Abstract
We analyzed the metacarpophalangeal pattern profile (MCPP) on 16 individuals with diastrophic dysplasia and calculated a mean syndrome profile. Correlation studies confirm clinical homogeneity of the hand profile in diastrophic dysplasia. Discriminant analysis of individuals with diastrophic dysplasia compared with a sample of normal individuals produced a function of 3 MCPP variables plus age that appears to be a useful diagnostic tool.
Keywords: MCPP, discriminant analysis, correlation studies, autosomal recessive inheritance
INTRODUCTION
Diastrophic dysplasia (DD) was characterized by Lamy and Maroteaux in 1960. The patients are short of stature and have short tubular bones, limitation of joint motion with talipes, scoliosis, hypertrophied auricular cartilage, and normal intelligence [Smith, 1982]. DD is an autosomal recessive trait. Due to phenotypic variability, early diagnosis may be difficult. Therefore, quantitative methods based on radiographic measurements may be helpful [Poznanski, 1984].
Metacarpophalangeal pattern profile (MCPP) analysis is an evaluation of the hand skeleton based on a comparison of the 19 tubular bone lengths to normal bone-length standards, as described by Poznanski et al [1972] and Garn et al [1972]. This method provides a quantitative assessment of the amount and direction of abnormality of the hand skeleton. MCPP analysis has been used to evaluate numerous syndromes [Poznanski, 1984; Butler et al, 1986].
Recently we derived a method of MCPP analysis for 16 individuals with DD to evaluate its potential as a diagnostic technique.
MATERIALS AND METHODS
MCPP Data
Postero-anterior hand radiographs were obtained on 16 individuals diagnosed with DD. The diagnosis was made by at least 2 physicians on more than one occasion. The patient group included 9 males and 7 females ranging in age from 1/12 to 38 years, with a mean age of 1211/12 years.

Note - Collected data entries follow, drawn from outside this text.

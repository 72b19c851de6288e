//! Event-Broadcaster – Fan-Out von Hub-Events an verbundene Clients
//!
//! Jeder Client haelt eine eigene bounded Send-Queue. Gesendet wird immer
//! non-blocking: ist die Queue eines Clients voll, wird die Nachricht fuer
//! diesen Client verworfen statt den Hub zu blockieren.
//!
//! Kanal-Mitgliedschaften kennt der Broadcaster nicht; wer eine Nachricht
//! an Mitglieder verteilen will, loest die Empfaengerliste vorher ueber
//! das Kanal-Verzeichnis auf.

use dashmap::DashMap;
use plausch_core::types::SessionId;
use plausch_protocol::events::HubMessage;
use std::sync::Arc;
use tokio::sync::mpsc;

/// Groesse der Send-Queue pro Client
const SEND_QUEUE_GROESSE: usize = 64;

// ---------------------------------------------------------------------------
// ClientSender
// ---------------------------------------------------------------------------

/// Sende-Seite der Queue eines verbundenen Clients
struct ClientSender {
    session_id: SessionId,
    tx: mpsc::Sender<HubMessage>,
}

impl ClientSender {
    /// Versucht zu senden, ohne zu blockieren
    fn senden(&self, nachricht: HubMessage) -> bool {
        match self.tx.try_send(nachricht) {
            Ok(()) => true,
            Err(mpsc::error::TrySendError::Full(_)) => {
                tracing::warn!(sitzung = %self.session_id, "Send-Queue voll – Nachricht verworfen");
                false
            }
            Err(mpsc::error::TrySendError::Closed(_)) => {
                tracing::debug!(sitzung = %self.session_id, "Send-Queue geschlossen");
                false
            }
        }
    }
}

// ---------------------------------------------------------------------------
// EventBroadcaster
// ---------------------------------------------------------------------------

/// Verteilt Hub-Events an die Send-Queues der Clients
///
/// Thread-safe via Arc + DashMap. Clone teilt den inneren Zustand.
#[derive(Clone)]
pub struct EventBroadcaster {
    inner: Arc<EventBroadcasterInner>,
}

struct EventBroadcasterInner {
    /// Sende-Seiten aller verbundenen Clients
    clients: DashMap<SessionId, ClientSender>,
}

impl EventBroadcaster {
    pub fn neu() -> Self {
        Self {
            inner: Arc::new(EventBroadcasterInner {
                clients: DashMap::new(),
            }),
        }
    }

    /// Registriert einen Client und gibt die Empfangsseite seiner Queue zurueck
    ///
    /// Die Verbindungs-Task konsumiert den Receiver und schreibt jede
    /// Nachricht auf den Socket.
    pub fn client_registrieren(&self, session_id: SessionId) -> mpsc::Receiver<HubMessage> {
        let (tx, rx) = mpsc::channel(SEND_QUEUE_GROESSE);
        self.inner
            .clients
            .insert(session_id, ClientSender { session_id, tx });
        tracing::debug!(sitzung = %session_id, "Client beim Broadcaster registriert");
        rx
    }

    /// Entfernt die Queue eines Clients (Verbindung getrennt)
    pub fn client_entfernen(&self, session_id: SessionId) {
        self.inner.clients.remove(&session_id);
    }

    /// Sendet an genau eine Sitzung
    pub fn an_sitzung_senden(&self, session_id: SessionId, nachricht: HubMessage) -> bool {
        match self.inner.clients.get(&session_id) {
            Some(sender) => sender.senden(nachricht),
            None => false,
        }
    }

    /// Sendet an eine explizite Empfaengerliste, liefert die Anzahl Zustellungen
    pub fn an_mehrere_senden(&self, empfaenger: &[SessionId], nachricht: &HubMessage) -> usize {
        let mut gesendet = 0;
        for session_id in empfaenger {
            if let Some(sender) = self.inner.clients.get(session_id) {
                if sender.senden(nachricht.clone()) {
                    gesendet += 1;
                }
            }
        }
        gesendet
    }

    /// Sendet an alle verbundenen Clients
    pub fn an_alle_senden(&self, nachricht: &HubMessage) -> usize {
        let mut gesendet = 0;
        for eintrag in self.inner.clients.iter() {
            if eintrag.value().senden(nachricht.clone()) {
                gesendet += 1;
            }
        }
        gesendet
    }

    /// Sendet an alle verbundenen Clients ausser einem
    pub fn an_alle_ausser_senden(&self, ausser: SessionId, nachricht: &HubMessage) -> usize {
        let mut gesendet = 0;
        for eintrag in self.inner.clients.iter() {
            if eintrag.value().session_id == ausser {
                continue;
            }
            if eintrag.value().senden(nachricht.clone()) {
                gesendet += 1;
            }
        }
        gesendet
    }

    /// Anzahl registrierter Clients
    pub fn client_anzahl(&self) -> usize {
        self.inner.clients.len()
    }

    /// Prueft ob eine Sitzung eine registrierte Queue hat
    pub fn ist_registriert(&self, session_id: SessionId) -> bool {
        self.inner.clients.contains_key(&session_id)
    }
}

impl Default for EventBroadcaster {
    fn default() -> Self {
        Self::neu()
    }
}

// ---------------------------------------------------------------------------
// Tests
// ---------------------------------------------------------------------------
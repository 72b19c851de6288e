//! Channel-Handler – Kanaele erstellen, Text-Kanal wechseln, Voice-Mitgliedschaft
//!
//! Text-Kanaele folgen der Ein-Kanal-Regel (Beitritt verlaesst den alten
//! Kanal implizit), Voice-Kanaele verlangen ein explizites `leave_voice`.
//! Voice-Aenderungen werden als `voice_update` an alle Clients verteilt.

use plausch_core::error::PlauschError;
use plausch_core::types::{ChannelId, SessionId};
use plausch_protocol::events::{
    ChannelKind, CreateRoomRequest, CreateRoomResponse, HubMessage, HubPayload, JoinVoiceRequest,
    RoomCreatedEvent, SwitchChannelRequest, SwitchChannelResponse, VoiceAction, VoiceUpdateEvent,
};
use std::sync::Arc;

use crate::handlers::{channel_info, nachricht_info};
use crate::state::HubState;

/// Verarbeitet die Erstellung eines Kanals
pub fn handle_create_room(
    request: CreateRoomRequest,
    request_id: u32,
    session_id: SessionId,
    state: &Arc<HubState>,
) -> HubMessage {
    let art = request.kind.unwrap_or(ChannelKind::Text);

    let kanal_id = match state.verzeichnis.kanal_erstellen(&request.name, art, session_id) {
        Ok(id) => id,
        Err(fehler) => {
            tracing::debug!(sitzung = %session_id, fehler = %fehler, "Kanal-Erstellung abgelehnt");
            return HubMessage::error_from(request_id, &fehler);
        }
    };

    // Alle Clients ueber den neuen Kanal informieren
    if let Ok(kanal) = state.verzeichnis.kanal_info(kanal_id) {
        let event = HubMessage::broadcast(HubPayload::RoomCreated(RoomCreatedEvent {
            channel: channel_info(&kanal),
        }));
        state.broadcaster.an_alle_senden(&event);
    }

    tracing::info!(
        sitzung = %session_id,
        kanal = %kanal_id,
        name = %request.name,
        art = ?art,
        "Kanal erstellt"
    );

    HubMessage::new(
        request_id,
        HubPayload::CreateRoomResponse(CreateRoomResponse {
            channel_id: kanal_id,
        }),
    )
}

/// Verarbeitet einen Text-Kanal-Wechsel
pub fn handle_switch_channel(
    request: SwitchChannelRequest,
    request_id: u32,
    session_id: SessionId,
    state: &Arc<HubState>,
) -> HubMessage {
    let kanal_id = request.channel_id;

    match state.verzeichnis.art_von(kanal_id) {
        Ok(ChannelKind::Text) => {}
        Ok(ChannelKind::Voice) => {
            return HubMessage::error_from(
                request_id,
                &PlauschError::FalscheKanalArt(format!("Kanal {} ist kein Text-Kanal", kanal_id)),
            );
        }
        Err(fehler) => return HubMessage::error_from(request_id, &fehler),
    }

    if let Err(fehler) = state.verzeichnis.beitreten(kanal_id, session_id) {
        return HubMessage::error_from(request_id, &fehler);
    }

    let historie = match state.nachrichten.letzte(kanal_id, state.nachrichten.kapazitaet()) {
        Ok(h) => h,
        Err(fehler) => return HubMessage::error_from(request_id, &fehler),
    };

    tracing::debug!(sitzung = %session_id, kanal = %kanal_id, "Text-Kanal gewechselt");

    HubMessage::new(
        request_id,
        HubPayload::SwitchChannelResponse(SwitchChannelResponse {
            channel_id: kanal_id,
            recent_messages: historie.iter().map(nachricht_info).collect(),
        }),
    )
}

/// Verarbeitet einen Voice-Kanal-Beitritt
pub fn handle_join_voice(
    request: JoinVoiceRequest,
    request_id: u32,
    session_id: SessionId,
    state: &Arc<HubState>,
) -> Option<HubMessage> {
    let kanal_id = request.channel_id;

    match state.verzeichnis.art_von(kanal_id) {
        Ok(ChannelKind::Voice) => {}
        Ok(ChannelKind::Text) => {
            return Some(HubMessage::error_from(
                request_id,
                &PlauschError::FalscheKanalArt(format!("Kanal {} ist kein Voice-Kanal", kanal_id)),
            ));
        }
        Err(fehler) => return Some(HubMessage::error_from(request_id, &fehler)),
    }

    match state.verzeichnis.beitreten(kanal_id, session_id) {
        // Erneuter Beitritt in denselben Kanal loest keinen Broadcast aus
        Ok(true) => {
            voice_update_senden(state, kanal_id, session_id, VoiceAction::Joined);
            None
        }
        Ok(false) => None,
        Err(fehler) => Some(HubMessage::error_from(request_id, &fehler)),
    }
}

/// Verarbeitet das Verlassen des aktuellen Voice-Kanals
///
/// Ohne aktiven Voice-Kanal ist das ein stilles No-op.
pub fn handle_leave_voice(
    request_id: u32,
    session_id: SessionId,
    state: &Arc<HubState>,
) -> Option<HubMessage> {
    let sitzung = match state.register.nachschlagen(session_id) {
        Ok(s) => s,
        Err(fehler) => return Some(HubMessage::error_from(request_id, &fehler)),
    };

    let kanal_id = match sitzung.voice_kanal {
        Some(k) => k,
        None => return None,
    };

    match state.verzeichnis.verlassen(kanal_id, session_id) {
        Ok(true) => {
            voice_update_senden(state, kanal_id, session_id, VoiceAction::Left);
            None
        }
        Ok(false) => None,
        Err(fehler) => Some(HubMessage::error_from(request_id, &fehler)),
    }
}

/// Verteilt eine Voice-Mitgliedschaftsaenderung an alle Clients
fn voice_update_senden(
    state: &Arc<HubState>,
    kanal_id: ChannelId,
    session_id: SessionId,
    action: VoiceAction,
) {
    let event = HubMessage::broadcast(HubPayload::VoiceUpdate(VoiceUpdateEvent {
        channel_id: kanal_id,
        session_id,
        action,
    }));
    let empfaenger = state.broadcaster.an_alle_senden(&event);
    tracing::debug!(
        sitzung = %session_id,
        kanal = %kanal_id,
        aktion = ?action,
        empfaenger,
        "Voice-Update verteilt"
    );
}
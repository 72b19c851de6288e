//! Handler fuer eingehende Hub-Events
//!
//! Jeder Handler ist eine freie Funktion die vom MessageDispatcher
//! aufgerufen wird und die Antwort (falls vorhanden) zurueckgibt.
//! Broadcasts an andere Clients verschicken die Handler selbst ueber
//! den EventBroadcaster.

pub mod channel_handler;
pub mod chat_handler;
pub mod session_handler;
pub mod signal_handler;

use plausch_protocol::events::{ChannelInfo, MessageInfo, UserInfo};

use crate::directory::Kanal;
use crate::history::Nachricht;
use crate::registry::Sitzung;

/// Wandelt eine Sitzung in ihre oeffentliche Draht-Form
pub(crate) fn user_info(sitzung: &Sitzung) -> UserInfo {
    UserInfo {
        session_id: sitzung.session_id,
        display_name: sitzung.display_name.clone(),
        avatar: sitzung.avatar.clone(),
        online: sitzung.praesenz.ist_online(),
    }
}

/// Wandelt einen Kanal-Schnappschuss in seine Draht-Form
pub(crate) fn channel_info(kanal: &Kanal) -> ChannelInfo {
    ChannelInfo {
        channel_id: kanal.channel_id,
        name: kanal.name.clone(),
        kind: kanal.art,
        member_count: kanal.mitglieder.len() as u32,
    }
}

/// Wandelt eine Log-Nachricht in ihre Draht-Form
pub(crate) fn nachricht_info(nachricht: &Nachricht) -> MessageInfo {
    MessageInfo {
        message_id: nachricht.message_id,
        channel_id: nachricht.channel_id,
        sender_id: nachricht.autor.sitzung(),
        sender_name: nachricht.autor_name.clone(),
        content: nachricht.inhalt.clone(),
        kind: nachricht.art,
        timestamp: nachricht.zeitstempel,
    }
}
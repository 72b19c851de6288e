//! Fehlertypen fuer Plausch
//!
//! Zentraler Fehler-Enum der alle Ablehnungsgruende des Hubs abdeckt.
//! Jede Operation schlaegt entweder vollstaendig fehl oder wird
//! vollstaendig angewendet; Teilzustaende gibt es nicht.

use thiserror::Error;

/// Globaler Result-Alias fuer Plausch
pub type Result<T> = std::result::Result<T, PlauschError>;

/// Alle moeglichen Fehler im Plausch-Hub
#[derive(Debug, Error)]
pub enum PlauschError {
    // --- Sitzungen ---
    #[error("Sitzung nicht gefunden: {0}")]
    SitzungNichtGefunden(String),

    #[error("Verbindung hat bereits eine Sitzung: {0}")]
    DoppelteVerbindung(String),

    #[error("Server voll: maximale Sitzungsanzahl erreicht")]
    ServerVoll,

    // --- Kanaele ---
    #[error("Kanal nicht gefunden: {0}")]
    KanalNichtGefunden(String),

    #[error("Ungueltiger Kanalname: {0}")]
    UngueltigerName(String),

    #[error("Voice-Kanal bereits aktiv: {0}")]
    VoiceBereitsAktiv(String),

    #[error("Falsche Kanal-Art: {0}")]
    FalscheKanalArt(String),

    // --- Signalisierung ---
    #[error("Signal-Ziel nicht gefunden: {0}")]
    ZielNichtGefunden(String),

    #[error("Signal an die eigene Sitzung ist nicht erlaubt")]
    SelbstAdressiert,

    // --- Protokoll ---
    #[error("Ungueltige Payload: {0}")]
    UngueltigePayload(String),

    // --- Transport & Intern ---
    #[error("E/A-Fehler: {0}")]
    Io(#[from] std::io::Error),

    #[error("Interner Fehler: {0}")]
    Intern(String),
}

impl PlauschError {
    /// Erstellt einen internen Fehler aus einer beliebigen Nachricht
    pub fn intern(msg: impl Into<String>) -> Self {
        Self::Intern(msg.into())
    }

    /// Gibt true zurueck wenn der Fehler durch Client-Eingaben verursacht
    /// wurde und nicht auf ein Serverproblem hindeutet
    pub fn ist_client_fehler(&self) -> bool {
        !matches!(self, Self::Io(_) | Self::Intern(_))
    }
}

#[cfg(test)]
mod tests {
    use super::*;

    #[test]
    fn fehler_anzeige() {
        let e = PlauschError::KanalNichtGefunden("channel:abc".into());
        assert_eq!(e.to_string(), "Kanal nicht gefunden: channel:abc");
    }

    #[test]
    fn client_fehler_erkennung() {
        assert!(PlauschError::SelbstAdressiert.ist_client_fehler());
        assert!(PlauschError::UngueltigerName("".into()).ist_client_fehler());
        assert!(!PlauschError::intern("kaputt").ist_client_fehler());
    }

    #[test]
    fn io_fehler_konvertierung() {
        let io = std::io::Error::new(std::io::ErrorKind::BrokenPipe, "weg");
        let e: PlauschError = io.into();
        assert!(!e.ist_client_fehler());
        assert!(e.to_string().starts_with("E/A-Fehler"));
    }
}
//! plausch-core – Gemeinsame ID-Typen und Fehlertypen
//!
//! Dieses Crate stellt die fundamentalen Bausteine bereit, die von allen
//! anderen Plausch-Crates gemeinsam genutzt werden.

pub mod error;
pub mod types;

// Re-Exporte fuer bequemen Zugriff
pub use error::{PlauschError, Result};
pub use types::{ChannelId, ConnectionId, MessageId, SessionId};
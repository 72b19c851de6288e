//! Session-Handler – Anmeldung neuer Sitzungen
//!
//! `join` registriert die Sitzung, setzt sie in den Standard-Kanal und
//! kuendigt sie allen anderen Clients an. Die Antwort an den Joiner
//! enthaelt die Online-Liste ohne ihn selbst sowie die juengste Historie
//! des Standard-Kanals.

use plausch_core::types::{ConnectionId, SessionId};
use plausch_protocol::events::{
    HubMessage, HubPayload, JoinRequest, JoinResponse, UserInfo, UserJoinedEvent,
};
use std::sync::Arc;
use tokio::sync::mpsc;

use crate::handlers::{nachricht_info, user_info};
use crate::state::HubState;

/// Ergebnis einer erfolgreichen Anmeldung fuer die Verbindungs-Task
pub type Angemeldet = (SessionId, mpsc::Receiver<HubMessage>);

/// Verarbeitet die Anmeldung einer neuen Sitzung
///
/// Gibt neben der Antwort die Empfangsseite der Send-Queue zurueck,
/// die die Verbindungs-Task ab jetzt konsumiert.
pub fn handle_join(
    request: JoinRequest,
    request_id: u32,
    verbindung: ConnectionId,
    state: &Arc<HubState>,
) -> (HubMessage, Option<Angemeldet>) {
    let sitzung = match state
        .register
        .registrieren(verbindung, &request.display_name, request.avatar)
    {
        Ok(s) => s,
        Err(fehler) => {
            tracing::warn!(verbindung = %verbindung, fehler = %fehler, "Anmeldung abgelehnt");
            return (HubMessage::error_from(request_id, &fehler), None);
        }
    };
    let session_id = sitzung.session_id;

    // Queue registrieren bevor irgendein Broadcast laufen kann
    let rx = state.broadcaster.client_registrieren(session_id);

    // In den Standard-Kanal setzen
    let kanal_id = state.standard_kanal.and_then(|kanal_id| {
        match state.verzeichnis.beitreten(kanal_id, session_id) {
            Ok(_) => Some(kanal_id),
            Err(fehler) => {
                tracing::warn!(
                    kanal = %kanal_id,
                    fehler = %fehler,
                    "Beitritt zum Standard-Kanal fehlgeschlagen"
                );
                None
            }
        }
    });

    // Ein Schnappschuss fuer beide Listen, damit sie konsistent sind
    let online = state.register.alle_online();
    let andere: Vec<UserInfo> = online
        .iter()
        .filter(|s| s.session_id != session_id)
        .map(user_info)
        .collect();
    let alle: Vec<UserInfo> = online.iter().map(user_info).collect();

    // Juengste Historie des Standard-Kanals, aelteste zuerst
    let historie = kanal_id
        .and_then(|k| state.nachrichten.letzte(k, state.nachrichten.kapazitaet()).ok())
        .unwrap_or_default();

    // Alle anderen ueber den Neuzugang informieren
    let ankuendigung = HubMessage::broadcast(HubPayload::UserJoined(UserJoinedEvent {
        user: user_info(&sitzung),
        online_users: alle,
    }));
    state.broadcaster.an_alle_ausser_senden(session_id, &ankuendigung);

    tracing::info!(
        sitzung = %session_id,
        name = %sitzung.display_name,
        online = online.len(),
        "Sitzung angemeldet"
    );

    let antwort = HubMessage::new(
        request_id,
        HubPayload::JoinResponse(JoinResponse {
            session_id,
            channel_id: kanal_id,
            online_users: andere,
            recent_messages: historie.iter().map(nachricht_info).collect(),
        }),
    );
    (antwort, Some((session_id, rx)))
}
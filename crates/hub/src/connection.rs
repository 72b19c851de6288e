//! Client-Connection – verwaltet eine einzelne TCP-Verbindung
//!
//! Jede Verbindung laeuft in einem eigenen tokio-Task: Frames lesen,
//! an den Dispatcher geben, Antworten und Broadcasts zurueckschreiben.
//! Die Send-Queue des Broadcasters wird beim `join` in den Kontext
//! eingehaengt und ab dann hier konsumiert.
//!
//! ## Keepalive
//! - Der Hub sendet alle `keepalive_sek` einen Ping
//! - Ein Client der laenger als `verbindungs_timeout_sek` schweigt wird
//!   getrennt

use futures_util::{SinkExt, StreamExt};
use plausch_protocol::events::{ErrorCode, HubMessage};
use plausch_protocol::wire::FrameCodec;
use std::net::SocketAddr;
use std::sync::Arc;
use std::time::{Duration, Instant};
use tokio::net::TcpStream;
use tokio::sync::{mpsc, watch};
use tokio_util::codec::Framed;

use crate::dispatcher::{DispatcherContext, MessageDispatcher};
use crate::state::HubState;

/// Verarbeitet eine einzelne TCP-Verbindung
///
/// Liest Frames via `FrameCodec`, dispatcht an den `MessageDispatcher`
/// und sendet Antworten zurueck. Laeuft in einem eigenen tokio-Task.
pub struct ClientConnection {
    state: Arc<HubState>,
    peer_addr: SocketAddr,
}

impl ClientConnection {
    /// Erstellt eine neue ClientConnection
    pub fn neu(state: Arc<HubState>, peer_addr: SocketAddr) -> Self {
        Self { state, peer_addr }
    }

    /// Startet die Verbindungs-Verarbeitungsschleife
    ///
    /// Laeuft bis die Verbindung endet oder ein Shutdown-Signal eingeht.
    pub async fn verarbeiten(self, stream: TcpStream, mut shutdown_rx: watch::Receiver<bool>) {
        let peer_addr = self.peer_addr;
        let keepalive_intervall = Duration::from_secs(self.state.config.keepalive_sek);
        let timeout_dauer = Duration::from_secs(self.state.config.verbindungs_timeout_sek);

        tracing::info!(peer = %peer_addr, "Neue Verbindung");

        let mut framed = Framed::new(stream, FrameCodec::new());
        let dispatcher = MessageDispatcher::neu(Arc::clone(&self.state));
        let mut ctx = DispatcherContext::neu(peer_addr);

        // Zeitpunkt des letzten empfangenen Frames
        let mut letzter_empfang = Instant::now();
        // Zeitpunkt des naechsten Ping
        let mut naechster_ping = Instant::now() + keepalive_intervall;
        let mut ping_request_id: u32 = 0;

        loop {
            let jetzt = Instant::now();

            // Timeout-Pruefung
            if jetzt.duration_since(letzter_empfang) > timeout_dauer {
                tracing::warn!(peer = %peer_addr, "Verbindungs-Timeout");
                break;
            }

            // Naechsten Ping-Zeitpunkt berechnen
            let ping_verzoegerung = if jetzt < naechster_ping {
                naechster_ping.duration_since(jetzt)
            } else {
                Duration::from_millis(1)
            };

            tokio::select! {
                // Eingehende Nachricht vom Client
                frame = framed.next() => {
                    match frame {
                        Some(Ok(nachricht)) => {
                            letzter_empfang = Instant::now();
                            tracing::trace!(
                                peer = %peer_addr,
                                request_id = nachricht.request_id,
                                "Nachricht empfangen"
                            );

                            if let Some(antwort) = dispatcher.dispatch(nachricht, &mut ctx) {
                                if let Err(fehler) = framed.send(antwort).await {
                                    tracing::warn!(
                                        peer = %peer_addr,
                                        fehler = %fehler,
                                        "Senden fehlgeschlagen"
                                    );
                                    break;
                                }
                            }

                            if ctx.trennung_angefordert {
                                tracing::info!(peer = %peer_addr, "Verbindung regulaer beendet");
                                break;
                            }
                        }
                        Some(Err(fehler)) => {
                            tracing::warn!(
                                peer = %peer_addr,
                                fehler = %fehler,
                                "Frame-Lesefehler"
                            );
                            break;
                        }
                        None => {
                            tracing::info!(peer = %peer_addr, "Verbindung vom Client getrennt");
                            break;
                        }
                    }
                }

                // Broadcast aus der Send-Queue (erst nach dem join aktiv)
                ausgehend = queue_empfangen(&mut ctx.outbound_rx) => {
                    match ausgehend {
                        Some(nachricht) => {
                            if let Err(fehler) = framed.send(nachricht).await {
                                tracing::warn!(
                                    peer = %peer_addr,
                                    fehler = %fehler,
                                    "Broadcast-Senden fehlgeschlagen"
                                );
                                break;
                            }
                        }
                        // Queue serverseitig entfernt
                        None => break,
                    }
                }

                // Keepalive-Ping
                _ = tokio::time::sleep(ping_verzoegerung) => {
                    if jetzt >= naechster_ping {
                        ping_request_id = ping_request_id.wrapping_add(1);
                        let ts = std::time::SystemTime::now()
                            .duration_since(std::time::UNIX_EPOCH)
                            .unwrap_or_default()
                            .as_millis() as u64;
                        let ping = HubMessage::ping(ping_request_id, ts);

                        if let Err(fehler) = framed.send(ping).await {
                            tracing::warn!(
                                peer = %peer_addr,
                                fehler = %fehler,
                                "Ping-Senden fehlgeschlagen"
                            );
                            break;
                        }
                        naechster_ping = Instant::now() + keepalive_intervall;
                    }
                }

                // Shutdown-Signal
                Ok(()) = shutdown_rx.changed() => {
                    if *shutdown_rx.borrow() {
                        tracing::info!(peer = %peer_addr, "Shutdown-Signal – Verbindung wird getrennt");
                        let abschied = HubMessage::error(
                            0,
                            ErrorCode::InternalError,
                            "Hub wird heruntergefahren",
                        );
                        let _ = framed.send(abschied).await;
                        break;
                    }
                }
            }
        }

        // Cleanup beim Verbindungsende; Transport-Close und explizites
        // disconnect duerfen sich ueberholen, der Cleanup laeuft einmal
        if let Some(session_id) = ctx.session_id.take() {
            dispatcher.client_cleanup(session_id);
        }

        tracing::info!(peer = %peer_addr, "Verbindungs-Task beendet");
    }
}

/// Liest aus der Send-Queue sobald sie existiert
///
/// Vor dem `join` gibt es keine Queue; der Zweig bleibt dann dauerhaft
/// anhaengig und der select laeuft ueber die anderen Zweige.
async fn queue_empfangen(rx: &mut Option<mpsc::Receiver<HubMessage>>) -> Option<HubMessage> {
    match rx {
        Some(rx) => rx.recv().await,
        None => std::future::pending().await,
    }
}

The length of each metacarpal and phalangeal bone of each patient was measured in millimeters with a vernier caliper and compared to bone-length standards (appropriate for age and sex) published by Garn et al [1972] (white Americans, age 2 years to adulthood) and Poznanski [1974] (Gefferth Hungarian sample, birth to 15 months). Through these comparisons, Z score values for the 19 bones of each patient were obtained (Z score = observed bone length − mean bone length ÷ by SD). Therefore, MCPP on a given patient is a set of 19 Z scores, which may be plotted on a graph or subjected to various statistical procedures for study and comparison with the MCPP of other patients or groups of patients [Poznanski et al, 1972].
Correlation Studies
We derived a mean pattern profile, based on the average Z score for each bone, from the 16 patients [Poznanski et al, 1972; Garn et al, 1972]. The pattern for each patient was compared to this group mean pattern and to each other using Pearsonian correlation coefficients.
Discriminant Analysis
A forward stepwise method of discriminant analysis [Enslein et al, 1977] was performed on the 19 Z score variables and age of individuals from 2 groups: the 16 patients with DD and a control group of 41 normal individuals whose hand radiographs were randomly obtained from the records of Indiana University School of Dentistry. The 41 normal individuals included 17 males and 24 females, with an age range of 96/12 to 18 years and a mean age equal to 131/12 years.
RESULTS
The mean Z scores fall between −2.2 and −5.4. Therefore, each measured hand bone is significantly shorter than the mean of normal individuals with no apparent overlap between DD and normal. The mean pattern profile based on the 16 patients with DD contains 2 prominent peaks (first proximal and second distal phalanges) (Fig. 1).
Fig. 1.
Mean MCPP of 16 individuals with diastrophic dysplasia. ★, Bones that were selected in the discriminant analysis.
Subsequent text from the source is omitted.